Paid CDL Training – Good Career Move For Financially Strapped

Did you know you can get CDL training with no upfront costs, even if your credit is terrible or nonexistent?

Well, you can. You can get trained at a certified truck driving school, get your Class A and get a full-time job in about one month. What’s the catch? The only “catch,” if that’s what it can be called, is that after training you must work for the company that trained you for one year. That’s it.

This paid CDL training involves schooling at a trucking company facility for about four weeks. Training is geared toward one thing: passing the test so you get your Class A CDL. Once you have that, you are assigned to a trainer and the two of you go out on the road together for on-the-job training. During this time you’ll learn the ins and outs of driving the big rigs and how to do your job the company way.
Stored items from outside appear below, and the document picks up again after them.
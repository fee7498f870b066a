// Load Test Configuration Module
// Handles configuration from YAML files; command line flags override it.

use crate::driver::{default_query_mix, PushShape, Scenario, Workload};
use crate::errors::ModelError;
use crate::labels::{LabelConfig, LabelModel, LabelSampling};
use crate::pacing::PacingProfile;
use crate::query::{default_discovery_ranges, default_time_ranges, QueryBuilder, QueryKind, TimeRange};
use crate::stream::StreamSynthesizer;
use crate::transport::TransportConfig;
use crate::weighted::WeightedSelector;
use bytesize::ByteSize;
use serde::{Deserialize, Serialize};
use std::collections::HashSet;
use std::path::Path;
use std::sync::Arc;
use std::time::Duration;

/// Load test configuration
#[derive(Debug, Clone, Serialize, Deserialize)]
pub struct Config {
    #[serde(default)]
    pub target: TargetConfig,
    #[serde(default)]
    pub labels: LabelsConfig,
    #[serde(default)]
    pub queries: QueriesConfig,
    #[serde(default)]
    pub push: PushConfig,
    #[serde(default = "default_scenarios")]
    pub scenarios: Vec<ScenarioConfig>,
    /// Seed for the per-VU random generators; random when unset
    #[serde(default)]
    pub seed: Option<u64>,
}

impl Default for Config {
    fn default() -> Self {
        Self {
            target: TargetConfig::default(),
            labels: LabelsConfig::default(),
            queries: QueriesConfig::default(),
            push: PushConfig::default(),
            scenarios: default_scenarios(),
            seed: None,
        }
    }
}

impl Config {
    /// Load configuration from a YAML file
    pub fn from_file(path: impl AsRef<Path>) -> Result<Self, ConfigError> {
        let content =
            std::fs::read_to_string(path.as_ref()).map_err(|e| ConfigError::Io(e.to_string()))?;
        Self::from_yaml(&content)
    }

    /// Parse configuration from YAML string
    pub fn from_yaml(yaml: &str) -> Result<Self, ConfigError> {
        serde_yaml::from_str(yaml).map_err(|e| ConfigError::Parse(e.to_string()))
    }

    /// Check everything that does not need the label model
    pub fn validate(&self) -> Result<(), ConfigError> {
        if self.target.timeout_ms == 0 {
            return Err(ConfigError::Validation(
                "target.timeout_ms must be positive".to_string(),
            ));
        }
        let p = self.labels.top_label_probability;
        if !(0.0..=1.0).contains(&p) {
            return Err(ConfigError::Validation(format!(
                "labels.top_label_probability {} must lie within [0, 1]",
                p
            )));
        }
        if self.scenarios.is_empty() {
            return Err(ConfigError::Validation(
                "at least one scenario is required".to_string(),
            ));
        }

        let mut names = HashSet::new();
        for scenario in &self.scenarios {
            if !names.insert(scenario.name.as_str()) {
                return Err(ConfigError::Validation(format!(
                    "duplicate scenario name `{}`",
                    scenario.name
                )));
            }
            if scenario.vus == 0 {
                return Err(ConfigError::Validation(format!(
                    "scenario `{}` needs at least one VU",
                    scenario.name
                )));
            }
            if scenario.duration.is_none() && scenario.iterations.is_none() {
                return Err(ConfigError::Validation(format!(
                    "scenario `{}` needs a duration or an iteration count",
                    scenario.name
                )));
            }
        }
        Ok(())
    }

    /// Label pools: the stock `format` and `os` pools unless disabled, with
    /// configured entries taking precedence.
    pub fn label_config(&self) -> LabelConfig {
        let base = if self.labels.include_defaults {
            LabelConfig::default()
        } else {
            LabelConfig::empty()
        };
        base.merge(self.labels.pool.clone())
    }

    pub fn label_sampling(&self) -> LabelSampling {
        match self.labels.sampling {
            SamplingMode::Uniform => LabelSampling::Uniform,
            SamplingMode::TopWeighted => LabelSampling::TopWeighted {
                top_label_probability: self.labels.top_label_probability,
            },
        }
    }

    pub fn label_model(&self) -> Result<LabelModel, ConfigError> {
        Ok(LabelModel::new(&self.label_config(), self.label_sampling())?)
    }

    /// Build the shared, read-only workload
    pub fn workload(&self) -> Result<Workload, ConfigError> {
        self.validate()?;
        let model = Arc::new(self.label_model()?);

        let ranges = WeightedSelector::new(self.queries.ranges.iter().map(|r| (r.range, r.ratio)))?;
        let limit = Some(self.queries.limit).filter(|l| *l > 0);
        let push = PushShape::new(
            self.push.streams_min,
            self.push.streams_max,
            byte_count(self.push.min_bytes)?,
            byte_count(self.push.max_bytes)?,
        )?;

        Ok(Workload {
            synthesizer: StreamSynthesizer::new(Arc::clone(&model)),
            builder: QueryBuilder::new(model, ranges, limit),
            query_mix: WeightedSelector::new(self.queries.mix.ratios())?,
            discovery_ranges: WeightedSelector::uniform(self.queries.discovery_ranges.clone())?,
            push,
        })
    }

    pub fn transport_config(&self) -> TransportConfig {
        TransportConfig {
            url: self.target.url.clone(),
            tenant: self.target.tenant.clone(),
            timeout: Duration::from_millis(self.target.timeout_ms),
            user_agent: self.target.user_agent.clone(),
        }
    }
}

fn byte_count(size: ByteSize) -> Result<usize, ConfigError> {
    usize::try_from(size.as_u64())
        .map_err(|_| ConfigError::Validation(format!("byte size {} is too large", size)))
}

/// Backend endpoint configuration
#[derive(Debug, Clone, Serialize, Deserialize)]
pub struct TargetConfig {
    /// Base URL; `user:password@` credentials are sent as basic auth
    #[serde(default = "default_url")]
    pub url: String,
    /// Tenant sent as `X-Scope-OrgID`
    #[serde(default)]
    pub tenant: Option<String>,
    /// Request timeout in milliseconds
    #[serde(default = "default_timeout_ms")]
    pub timeout_ms: u64,
    #[serde(default = "default_user_agent")]
    pub user_agent: String,
}

fn default_url() -> String {
    "http://localhost:3100".to_string()
}

fn default_timeout_ms() -> u64 {
    10000
}

fn default_user_agent() -> String {
    format!("lokiload/{}", env!("CARGO_PKG_VERSION"))
}

impl Default for TargetConfig {
    fn default() -> Self {
        Self {
            url: default_url(),
            tenant: None,
            timeout_ms: default_timeout_ms(),
            user_agent: default_user_agent(),
        }
    }
}

/// How label values are drawn
#[derive(Debug, Clone, Copy, PartialEq, Eq, Default, Serialize, Deserialize)]
#[serde(rename_all = "snake_case")]
pub enum SamplingMode {
    #[default]
    Uniform,
    TopWeighted,
}

/// Label space configuration
#[derive(Debug, Clone, Serialize, Deserialize)]
pub struct LabelsConfig {
    #[serde(default)]
    pub sampling: SamplingMode,
    /// Weight of the top values under `top_weighted` sampling (0-1)
    #[serde(default = "default_top_label_probability")]
    pub top_label_probability: f64,
    /// Start from the stock `format` and `os` pools
    #[serde(default = "default_true")]
    pub include_defaults: bool,
    /// Label name to cardinality (`app: 5`) or value list (`os: [linux]`)
    #[serde(default = "LabelConfig::empty")]
    pub pool: LabelConfig,
}

fn default_top_label_probability() -> f64 {
    0.9
}

fn default_true() -> bool {
    true
}

impl Default for LabelsConfig {
    fn default() -> Self {
        Self {
            sampling: SamplingMode::default(),
            top_label_probability: default_top_label_probability(),
            include_defaults: true,
            pool: LabelConfig::empty(),
        }
    }
}

/// Ratios of the read query mix; a zero ratio disables a family
#[derive(Debug, Clone, Serialize, Deserialize)]
#[serde(default)]
pub struct QueryMixConfig {
    pub labels: f64,
    pub label_values: f64,
    pub series: f64,
    pub range: f64,
    pub instant: f64,
}

impl Default for QueryMixConfig {
    fn default() -> Self {
        let mix = default_query_mix();
        let ratio = |kind: QueryKind| {
            mix.iter()
                .find(|(k, _)| *k == kind)
                .map(|(_, r)| *r)
                .unwrap_or_default()
        };
        Self {
            labels: ratio(QueryKind::Labels),
            label_values: ratio(QueryKind::LabelValues),
            series: ratio(QueryKind::Series),
            range: ratio(QueryKind::Range),
            instant: ratio(QueryKind::Instant),
        }
    }
}

impl QueryMixConfig {
    /// Non-zero `(kind, ratio)` pairs in mix order
    pub fn ratios(&self) -> Vec<(QueryKind, f64)> {
        [
            (QueryKind::Labels, self.labels),
            (QueryKind::LabelValues, self.label_values),
            (QueryKind::Series, self.series),
            (QueryKind::Range, self.range),
            (QueryKind::Instant, self.instant),
        ]
        .into_iter()
        .filter(|(_, ratio)| *ratio != 0.0)
        .collect()
    }
}

/// One entry of the weighted time range pool
#[derive(Debug, Clone, Copy, PartialEq, Serialize, Deserialize)]
pub struct RangeRatio {
    pub range: TimeRange,
    pub ratio: f64,
}

/// Query generation configuration
#[derive(Debug, Clone, Serialize, Deserialize)]
pub struct QueriesConfig {
    /// Result limit of instant and range queries; 0 sends no limit
    #[serde(default = "default_limit")]
    pub limit: usize,
    #[serde(default)]
    pub mix: QueryMixConfig,
    #[serde(default = "default_ranges")]
    pub ranges: Vec<RangeRatio>,
    /// Windows of the discovery flow, picked uniformly
    #[serde(default = "default_discovery_ranges")]
    pub discovery_ranges: Vec<TimeRange>,
}

fn default_limit() -> usize {
    crate::query::DEFAULT_LIMIT
}

fn default_ranges() -> Vec<RangeRatio> {
    default_time_ranges()
        .into_iter()
        .map(|(range, ratio)| RangeRatio { range, ratio })
        .collect()
}

impl Default for QueriesConfig {
    fn default() -> Self {
        Self {
            limit: default_limit(),
            mix: QueryMixConfig::default(),
            ranges: default_ranges(),
            discovery_ranges: default_discovery_ranges(),
        }
    }
}

/// Shape of push batches
#[derive(Debug, Clone, Serialize, Deserialize)]
pub struct PushConfig {
    #[serde(default = "default_streams_min")]
    pub streams_min: usize,
    #[serde(default = "default_streams_max")]
    pub streams_max: usize,
    /// Lower bound of the line bytes of each stream
    #[serde(default = "default_min_bytes")]
    pub min_bytes: ByteSize,
    /// Upper bound of the line bytes of each stream
    #[serde(default = "default_max_bytes")]
    pub max_bytes: ByteSize,
}

fn default_streams_min() -> usize {
    PushShape::default().streams_min
}

fn default_streams_max() -> usize {
    PushShape::default().streams_max
}

fn default_min_bytes() -> ByteSize {
    ByteSize::b(PushShape::default().min_bytes as u64)
}

fn default_max_bytes() -> ByteSize {
    ByteSize::b(PushShape::default().max_bytes as u64)
}

impl Default for PushConfig {
    fn default() -> Self {
        Self {
            streams_min: default_streams_min(),
            streams_max: default_streams_max(),
            min_bytes: default_min_bytes(),
            max_bytes: default_max_bytes(),
        }
    }
}

/// A group of virtual users running one scenario
#[derive(Debug, Clone, Serialize, Deserialize)]
pub struct ScenarioConfig {
    pub name: String,
    pub kind: Scenario,
    #[serde(default = "default_vus")]
    pub vus: usize,
    /// Stop scheduling iterations after this long
    #[serde(default, with = "humantime_serde")]
    pub duration: Option<Duration>,
    /// Stop after this many iterations per VU
    #[serde(default)]
    pub iterations: Option<u64>,
    #[serde(default)]
    pub pacing: PacingProfile,
}

fn default_vus() -> usize {
    1
}

fn default_scenarios() -> Vec<ScenarioConfig> {
    vec![ScenarioConfig {
        name: "write".to_string(),
        kind: Scenario::Write,
        vus: default_vus(),
        duration: Some(Duration::from_secs(30)),
        iterations: None,
        pacing: PacingProfile::fixed(1000),
    }]
}

/// Configuration errors
#[derive(Debug, thiserror::Error)]
pub enum ConfigError {
    #[error("Failed to read configuration file: {0}")]
    Io(String),
    #[error("Failed to parse configuration: {0}")]
    Parse(String),
    #[error("Invalid configuration: {0}")]
    Validation(String),
    #[error("Invalid workload: {0}")]
    Model(#[from] ModelError),
}
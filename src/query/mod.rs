//! Query workload generation.
//!
//! [`QueryBuilder`] composes requests for the five read endpoints over the
//! label space of a [`LabelModel`]. Expressions come from enumerated
//! templates (see [`templates`]) rendered with values drawn from the model,
//! so no selector ever names a label the model does not know.

pub mod request;
pub mod templates;

pub use request::{QueryKind, QueryRequest, TimeRange};
pub use templates::{
    DiscoveryTemplate, InstantTemplate, Matcher, RangeTemplate, Selector, TemplateContext,
};

use crate::errors::{ModelError, PickError};
use crate::generator::LogFormat;
use crate::labels::{LabelModel, FORMAT_LABEL, NAME_LABEL};
use crate::weighted::WeightedSelector;
use rand::seq::{IndexedRandom, SliceRandom};
use rand::Rng;
use std::collections::BTreeMap;
use std::sync::Arc;

/// Default result limit for instant and range queries.
pub const DEFAULT_LIMIT: usize = 1000;

/// Label values returned by discovery, keyed by label name.
pub type DiscoveredLabels = BTreeMap<String, Vec<String>>;

/// Look-back windows of the read scenario: 15m, 30m, 1h, 3h, 12h.
pub fn default_time_ranges() -> Vec<(TimeRange, f64)> {
    vec![
        (TimeRange::from_mins(15), 0.2),
        (TimeRange::from_mins(30), 0.2),
        (TimeRange::from_hours(1), 0.3),
        (TimeRange::from_hours(3), 0.2),
        (TimeRange::from_hours(12), 0.1),
    ]
}

/// Look-back windows of the discovery flow, picked uniformly.
pub fn default_discovery_ranges() -> Vec<TimeRange> {
    [1, 5, 10, 15].into_iter().map(TimeRange::from_mins).collect()
}

/// Queries derived from a successful discovery round.
#[derive(Debug, Clone, Default, PartialEq)]
pub struct DiscoveredQueries {
    /// Issued as both range and instant queries.
    pub expressions: Vec<String>,
    /// Issued as series queries.
    pub selectors: Vec<Selector>,
}

impl DiscoveredQueries {
    pub fn is_empty(&self) -> bool {
        self.expressions.is_empty() && self.selectors.is_empty()
    }
}

/// Builds query requests over a shared label model.
#[derive(Debug, Clone)]
pub struct QueryBuilder {
    model: Arc<LabelModel>,
    instant_templates: Vec<InstantTemplate>,
    range_templates: Vec<RangeTemplate>,
    ranges: WeightedSelector<TimeRange>,
    limit: Option<usize>,
}

impl QueryBuilder {
    /// Templates the model cannot satisfy are left out here, once.
    pub fn new(
        model: Arc<LabelModel>,
        ranges: WeightedSelector<TimeRange>,
        limit: Option<usize>,
    ) -> Self {
        let ctx = TemplateContext::new(&model);
        let instant_templates = InstantTemplate::ALL
            .into_iter()
            .filter(|t| t.is_supported(&ctx))
            .collect();
        let range_templates = RangeTemplate::all()
            .filter(|t| t.is_supported(&ctx))
            .collect();

        Self {
            model,
            instant_templates,
            range_templates,
            ranges,
            limit,
        }
    }

    /// Builder with the default range pool and limit.
    pub fn with_defaults(model: Arc<LabelModel>) -> Result<Self, ModelError> {
        let ranges = WeightedSelector::new(default_time_ranges())?;
        Ok(Self::new(model, ranges, Some(DEFAULT_LIMIT)))
    }

    pub fn model(&self) -> &LabelModel {
        &self.model
    }

    pub fn limit(&self) -> Option<usize> {
        self.limit
    }

    pub fn instant_templates(&self) -> &[InstantTemplate] {
        &self.instant_templates
    }

    pub fn range_templates(&self) -> &[RangeTemplate] {
        &self.range_templates
    }

    fn context(&self) -> TemplateContext<'_> {
        TemplateContext::new(&self.model)
    }

    pub fn labels_query(&self, range: TimeRange) -> QueryRequest {
        QueryRequest::Labels { range }
    }

    /// Values of one label. Fails for labels outside the model.
    pub fn label_values_query(
        &self,
        name: &str,
        range: TimeRange,
    ) -> Result<QueryRequest, ModelError> {
        if !self.model.contains(name) {
            return Err(ModelError::UnknownLabel(name.to_string()));
        }
        Ok(QueryRequest::LabelValues {
            label: name.to_string(),
            range,
        })
    }

    pub fn series_query(&self, selector: Selector, range: TimeRange) -> QueryRequest {
        QueryRequest::Series { selector, range }
    }

    pub fn instant_query(
        &self,
        expression: impl Into<String>,
        limit: Option<usize>,
    ) -> QueryRequest {
        QueryRequest::Instant {
            query: expression.into(),
            limit,
        }
    }

    pub fn range_query(
        &self,
        expression: impl Into<String>,
        range: TimeRange,
        limit: Option<usize>,
    ) -> QueryRequest {
        QueryRequest::Range {
            query: expression.into(),
            range,
            limit,
        }
    }

    pub fn random_time_range<R: Rng + ?Sized>(&self, rng: &mut R) -> TimeRange {
        *self.ranges.sample(rng)
    }

    /// A selector over `terms` distinct model labels (at least one).
    pub fn random_selector<R: Rng + ?Sized>(&self, rng: &mut R, terms: usize) -> Selector {
        let mut names: Vec<&str> = self.model.label_names().collect();
        names.shuffle(rng);
        names.truncate(terms.max(1));
        names.sort_unstable();

        let matchers = names
            .into_iter()
            .filter_map(|name| {
                let value = self.model.sample_value(name, rng)?;
                Some(Matcher::new(name, value))
            })
            .collect();
        // the model always holds the format label
        Selector::new(matchers)
            .unwrap_or_else(|| Selector::single(FORMAT_LABEL, LogFormat::Json.as_str()))
    }

    pub fn random_instant_expression<R: Rng + ?Sized>(
        &self,
        rng: &mut R,
    ) -> Result<String, PickError> {
        let template = self
            .instant_templates
            .choose(rng)
            .copied()
            .unwrap_or(InstantTemplate::Rate);
        template.render(&self.context(), rng.random())
    }

    pub fn random_range_expression<R: Rng + ?Sized>(
        &self,
        rng: &mut R,
    ) -> Result<String, PickError> {
        let template = self
            .range_templates
            .choose(rng)
            .copied()
            .unwrap_or(RangeTemplate::Selector);
        template.render(&self.context(), rng.random())
    }

    /// A random request of the given family.
    pub fn random_query<R: Rng + ?Sized>(
        &self,
        kind: QueryKind,
        rng: &mut R,
    ) -> Result<QueryRequest, PickError> {
        let request = match kind {
            QueryKind::Labels => self.labels_query(self.random_time_range(rng)),
            QueryKind::LabelValues => {
                let names: Vec<&str> = self.model.label_names().collect();
                let name = names.choose(rng).copied().unwrap_or(FORMAT_LABEL);
                QueryRequest::LabelValues {
                    label: name.to_string(),
                    range: self.random_time_range(rng),
                }
            }
            QueryKind::Series => {
                let selector = self.random_selector(rng, 1);
                self.series_query(selector, self.random_time_range(rng))
            }
            QueryKind::Range => {
                let expression = self.random_range_expression(rng)?;
                self.range_query(expression, self.random_time_range(rng), self.limit)
            }
            QueryKind::Instant => {
                let expression = self.random_instant_expression(rng)?;
                self.instant_query(expression, self.limit)
            }
        };
        Ok(request)
    }

    /// Expressions and series selectors built from discovered label values.
    ///
    /// Only labels and values the model knows are used; `__name__` and labels
    /// without known discovered values are ignored.
    pub fn discovered_queries<R: Rng + ?Sized>(
        &self,
        discovered: &DiscoveredLabels,
        rng: &mut R,
    ) -> DiscoveredQueries {
        let mut pick = |name: &str| -> Option<Selector> {
            if name == NAME_LABEL || !self.model.contains(name) {
                return None;
            }
            let known: Vec<&String> = discovered
                .get(name)?
                .iter()
                .filter(|value| self.model.contains_value(name, value))
                .collect();
            let value = known.choose(rng)?;
            Some(Selector::single(name, (*value).clone()))
        };

        let ctx = self.context();
        let expressions = DiscoveryTemplate::ALL
            .iter()
            .filter_map(|template| {
                let selector = pick(template.label(&ctx)?)?;
                Some(template.render(&selector))
            })
            .collect();

        let selectors = discovered.keys().filter_map(|name| pick(name)).collect();

        DiscoveredQueries {
            expressions,
            selectors,
        }
    }
}
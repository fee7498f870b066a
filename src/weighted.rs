//! Ratio-interval sampling.
//!
//! A [`WeightedSelector`] turns an ordered list of `(item, ratio)` pairs into a
//! table of half-open intervals laid end to end. A uniform draw in `[0, 1)` is
//! scaled by the sum of all ratios and mapped to the interval containing it,
//! so ratios do not need to sum to one.

use crate::errors::{ModelError, SamplingError};
use rand::Rng;

#[derive(Debug, Clone)]
struct Interval<T> {
    start: f64,
    end: f64,
    item: T,
}

/// Immutable interval table for weighted selection.
#[derive(Debug, Clone)]
pub struct WeightedSelector<T> {
    intervals: Vec<Interval<T>>,
    total: f64,
}

impl<T> WeightedSelector<T> {
    /// Build a selector from `(item, ratio)` pairs, in order.
    ///
    /// Every ratio must be finite and strictly positive, and at least one
    /// choice is required.
    pub fn new(choices: impl IntoIterator<Item = (T, f64)>) -> Result<Self, ModelError> {
        let mut intervals = Vec::new();
        let mut total = 0.0;

        for (index, (item, ratio)) in choices.into_iter().enumerate() {
            if !ratio.is_finite() || ratio <= 0.0 {
                return Err(ModelError::InvalidRatio { index, ratio });
            }
            let start = total;
            total += ratio;
            intervals.push(Interval {
                start,
                end: total,
                item,
            });
        }

        if intervals.is_empty() {
            return Err(ModelError::EmptyChoices);
        }

        Ok(Self { intervals, total })
    }

    /// Build a selector where every item has the same ratio.
    pub fn uniform(items: impl IntoIterator<Item = T>) -> Result<Self, ModelError> {
        Self::new(items.into_iter().map(|item| (item, 1.0)))
    }

    /// Select the item whose interval contains `draw * total`.
    ///
    /// `draw` must lie in `[0, 1)`; anything else means the random source is
    /// broken and is reported as a [`SamplingError`].
    pub fn select(&self, draw: f64) -> Result<&T, SamplingError> {
        if !(0.0..1.0).contains(&draw) {
            return Err(SamplingError::DrawOutOfRange(draw));
        }
        Ok(self.locate(draw * self.total))
    }

    /// Draw from `rng` and select the matching item.
    pub fn sample<R: Rng + ?Sized>(&self, rng: &mut R) -> &T {
        let draw: f64 = rng.random();
        self.locate(draw * self.total)
    }

    fn locate(&self, value: f64) -> &T {
        // First interval whose end lies strictly above `value`. A value on an
        // edge belongs to the interval starting there.
        let idx = self.intervals.partition_point(|iv| iv.end <= value);
        // `draw * total` can round up to `total` for draws just below one.
        let idx = idx.min(self.intervals.len() - 1);
        &self.intervals[idx].item
    }

    /// Sum of all ratios.
    pub fn total(&self) -> f64 {
        self.total
    }

    pub fn len(&self) -> usize {
        self.intervals.len()
    }

    pub fn is_empty(&self) -> bool {
        self.intervals.is_empty()
    }

    /// Items in configuration order.
    pub fn items(&self) -> impl Iterator<Item = &T> {
        self.intervals.iter().map(|iv| &iv.item)
    }

    /// `(item, start, end)` triples of the interval table.
    pub fn intervals(&self) -> impl Iterator<Item = (&T, f64, f64)> {
        self.intervals.iter().map(|iv| (&iv.item, iv.start, iv.end))
    }
}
This one-the-job training generally lasts between four and six weeks. When it’s over, you’re given your own truck and you hit the road solo as a full company employee. This is all done without you having to pay a cent for training costs. Why would companies do this?

They provide this kind of CDL training because they’re looking for certain types of drivers. They’re looking for over-the-road (OTR) drivers. Now, let’s be honest here. Most truck drivers don’t like OTR jobs because they entail being out on the road for a week or two at a time, sometimes even longer, before you get home time. Most drivers don’t like being away from family for these long stretches.

But the fact is that people who have a brand new CDL have a slim chance of landing a decent driving job. They need experience. Most companies are looking for at least one year of experience. So by going through the paid CDL training scenario you’re getting exactly the experience needed to move forward in your career when that initial year is over.

Now, notice how I said “most” drivers don’t like OTR jobs. That’s because some don’t mind them at all and others actually enjoy it. I went through this type of Class A training and I didn’t have a problem with it. It was even enjoyable at times, crisscrossing the country and seeing the natural sights.

And if you’re young and have no wife and kids or mortgage, OTR work allows you to bank some serious cash during the year because expenses on the road are minimal. Some who start out as students stay on with the original company for much longer than the first year. If you do this, most companies offer bonus cash incentives to stay on after your first year is up.

The way I looked at it was, “It’s only a year. Big deal. When it’s over I’ll have valuable experience that will benefit me big-time.” And that is indeed the case. One year of OTR experience is looked upon as rock-solid experience by trucking companies.

So don’t think you have no chance of getting CDL training because you’re broke and have bad credit. With paid CDL training that’s not an issue at all.